1. On peut l’expliquer d’abord par un souci général de sauvegarder les droits imprescriptibles de la personne humaine, plus ou moins menacés d’écrasement ou d’absorption dans des conceptions totalitaires de l’État. Sur ce point les préoccupations des juristes se rencontrent avec les avertissements solennels des derniers papes.

2. Cela tient aussi, semble-t-il, à une conception plus juste de l’autorité politique, de ses limites et de ses relations avec le corps social. Accorder à l’Etat un pouvoir illimité est une erreur nuisible à l’autorité elle-même. La théorie du droit divin des rois a pesé, parfois lourdement, sur la notion des pouvoirs de l’État, lui partant du principe de l’indépendance absolue à l’égard de Dieu, les théoriciens du’totalitarisme » étatique ont abouti à des conclusions pratiquement identiques : l’attribution à l’État ou au prince de droits illimités sur les citoyens ; absolutisme et totalitarisme sont frères jumeaux. De là à faire de l’autorité (comme on l’a tenté pour l’obéissance), une fin en soi, il n’y avait qu’un pas. Bien vite on perdit de vue la fonction sociale et les devoirs de l’autorité : on parla seulement de ses droits, ou bien on la conçut à la façon d’un titre personnel, inamissible, une sorte de propriété ou d’apanage héréditaire. Laissant de côté cette conception un peu byzantine, les traités récents de droit public ont souligné justement que l’autorité est avant tout un moyen, absolument indispensable et éminent, mais un moyen, d’atteindre la fin sociale. De cette fonction, de ce « service », découlent pour elle des droits et prérogatives indéniables, mais aussi des devoirs très stricts. Ce n’est pas rabaisser son rôle ni diminuer son prestige, c’est lui assurer, avec la durée, l’assurance de demeurer à la hauteur de sa noble mission. Il n’y a pas de société possible, si elle n’est fondée sur le respect du pouvoir par les peuples et des peuples par le pouvoir.

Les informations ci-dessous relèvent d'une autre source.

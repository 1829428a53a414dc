//! Plain-text rendering of a dashboard snapshot.

use std::fmt::{self, Write};

use chrono::{DateTime, FixedOffset, Utc};
use nimbus_weather::units::{
    degrees_to_compass, meters_to_km, probability_percent, wind_speed_display,
};
use nimbus_weather::{CurrentWeather, ForecastWindow, TemperatureUnit, WeatherSnapshot};

pub fn render_snapshot(snapshot: &WeatherSnapshot) -> Result<String, fmt::Error> {
    let mut out = String::new();
    if let Some(current) = &snapshot.current {
        out.push_str(&render_current(current, snapshot.unit)?);
        out.push('\n');
    }
    out.push_str(&render_forecast(&snapshot.forecast)?);
    Ok(out)
}

pub fn render_current(
    current: &CurrentWeather,
    unit: TemperatureUnit,
) -> Result<String, fmt::Error> {
    let symbol = unit.symbol();
    let offset = current.utc_offset();
    let mut out = String::new();

    writeln!(out, "{}, {}", current.city_name, current.country)?;
    writeln!(
        out,
        "  {} {}{}  {}",
        current.condition.glyph(),
        current.temperature,
        symbol,
        current.description
    )?;
    writeln!(
        out,
        "  Feels like {}{}   Low {}{}  High {}{}",
        current.feels_like, symbol, current.temp_min, symbol, current.temp_max, symbol
    )?;
    writeln!(
        out,
        "  Humidity {}%   Wind {} {}   Pressure {} hPa",
        current.humidity,
        wind_speed_display(current.wind_speed, unit),
        degrees_to_compass(current.wind_direction),
        current.pressure.round()
    )?;
    if let Some(visibility) = current.visibility {
        writeln!(
            out,
            "  Visibility {} km   Clouds {}%",
            meters_to_km(visibility),
            current.cloudiness
        )?;
    }
    if let (Some(sunrise), Some(sunset)) = (current.sunrise, current.sunset) {
        writeln!(
            out,
            "  Sunrise {}   Sunset {}",
            local_time(sunrise, offset),
            local_time(sunset, offset)
        )?;
    }
    Ok(out)
}

pub fn render_forecast(window: &ForecastWindow) -> Result<String, fmt::Error> {
    if window.is_empty() {
        return Ok("No forecast available\n".to_string());
    }

    let symbol = window.unit().symbol();
    let mut out = String::new();
    writeln!(
        out,
        "{:<10} {:>6} {:>6} {:>6}  {:<14} {:>4} {:>5}",
        "Day", "Low", "Avg", "High", "Conditions", "Hum", "Rain"
    )?;
    for day in window {
        writeln!(
            out,
            "{:<10} {:>6} {:>6} {:>6}  {:<14} {:>3}% {:>4}%",
            day.day_label,
            format!("{}{}", day.temp_min, symbol),
            format!("{}{}", day.temp_avg, symbol),
            format!("{}{}", day.temp_max, symbol),
            format!("{} {}", day.condition.glyph(), day.condition),
            day.humidity_avg,
            probability_percent(day.precipitation_probability_max)
        )?;
    }
    Ok(out)
}

fn local_time(at: DateTime<Utc>, offset: FixedOffset) -> String {
    at.with_timezone(&offset).format("%H:%M").to_string()
}

#[cfg(test)]
mod tests {
    #![allow(clippy::unwrap_used, clippy::expect_used, clippy::panic)]

    use super::*;
    use chrono::TimeZone;
    use nimbus_weather::{aggregate, RawSample, WeatherCondition};

    fn sample(day: u32, hour: u32, kelvin: f64) -> RawSample {
        RawSample {
            timestamp: Utc.with_ymd_and_hms(2024, 3, day, hour, 0, 0).unwrap(),
            temperature: kelvin,
            condition: WeatherCondition::Clouds,
            description: "broken clouds".into(),
            icon_ref: "04d".into(),
            humidity_percent: 70.0,
            wind_speed: 4.0,
            precipitation_probability: 0.35,
        }
    }

    fn current() -> CurrentWeather {
        CurrentWeather {
            temperature: 12,
            feels_like: 10,
            temp_min: 9,
            temp_max: 14,
            humidity: 81,
            pressure: 1012.0,
            wind_speed: 5.0,
            wind_direction: 225.0,
            visibility: Some(8_000.0),
            cloudiness: 75,
            condition: WeatherCondition::Rain,
            description: "light rain".into(),
            icon_ref: "10d".into(),
            city_name: "Paris".into(),
            country: "FR".into(),
            sunrise: Some(Utc.with_ymd_and_hms(2024, 3, 1, 6, 0, 0).unwrap()),
            sunset: Some(Utc.with_ymd_and_hms(2024, 3, 1, 17, 30, 0).unwrap()),
            observed_at: Utc.with_ymd_and_hms(2024, 3, 1, 12, 0, 0).unwrap(),
            utc_offset_seconds: 3600,
        }
    }

    #[test]
    fn test_current_block() {
        let text = render_current(&current(), TemperatureUnit::Celsius).unwrap();
        assert!(text.starts_with("Paris, FR"));
        assert!(text.contains("12°C"));
        assert!(text.contains("light rain"));
        assert!(text.contains("18 km/h SW"));
        assert!(text.contains("Visibility 8 km"));
        assert!(text.contains("Sunrise 07:00"));
        assert!(text.contains("Sunset 18:30"));
    }

    #[test]
    fn test_forecast_table() {
        let samples = vec![
            sample(1, 0, 290.0),
            sample(1, 3, 295.0),
            sample(1, 6, 280.0),
            sample(1, 9, 285.0),
            sample(2, 12, 283.15),
        ];
        let window = aggregate(&samples, TemperatureUnit::Celsius);
        let text = render_forecast(&window).unwrap();

        let lines: Vec<&str> = text.lines().collect();
        assert_eq!(lines.len(), 3);
        assert!(lines[1].starts_with("Friday"));
        assert!(lines[1].contains("7°C"));
        assert!(lines[1].contains("14°C"));
        assert!(lines[1].contains("22°C"));
        assert!(lines[1].contains("35%"));
        assert!(lines[2].starts_with("Saturday"));
    }

    #[test]
    fn test_empty_forecast() {
        let window = ForecastWindow::empty(TemperatureUnit::Fahrenheit);
        assert_eq!(render_forecast(&window).unwrap(), "No forecast available\n");
    }

    #[test]
    fn test_snapshot_without_current() {
        let snapshot = WeatherSnapshot::default();
        assert_eq!(render_snapshot(&snapshot).unwrap(), "No forecast available\n");
    }

    #[test]
    fn test_snapshot_puts_current_before_forecast() {
        let snapshot = WeatherSnapshot {
            current: Some(current()),
            ..WeatherSnapshot::default()
        };
        let text = render_snapshot(&snapshot).unwrap();
        assert!(text.starts_with("Paris, FR\n"));
        assert!(text.ends_with("\nNo forecast available\n"));
    }
}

Celui-ci sera d’autant mieux fondé à exiger des sujets une obéissance entière, que lui-même remplira plus parfaitement son rôle.

3. Le retour aux théories scolastiques et aux solutions qu’elles donnent des problèmes politiques paraît s’appuyer également sur une évolution sensible des systèmes de gouvernement dans le monde moderne. Rares sont aujourd’hui les États dans lesquels le pouvoir ose se proclamer absolu et indépendant de la nation. Au contraire, à part quelques dictatures retentissantes, qui elles-mêmes se proclament populaires, on voit de vieux pays traditionnellement monarchiques, comme l’Angleterre, se proclamer, par la bouche même de leurs souverains, des « démocraties ». Ce sont là des conjonctures, dont le moraliste doit tenir compte, non point pour sacrifier au goût du jour, mais pour donner des solutions adéquates en tenant compte de la part plus ou moins grande que les constitutions elles-mêmes font à la communauté populaire dans la gestion des affaires de l’État.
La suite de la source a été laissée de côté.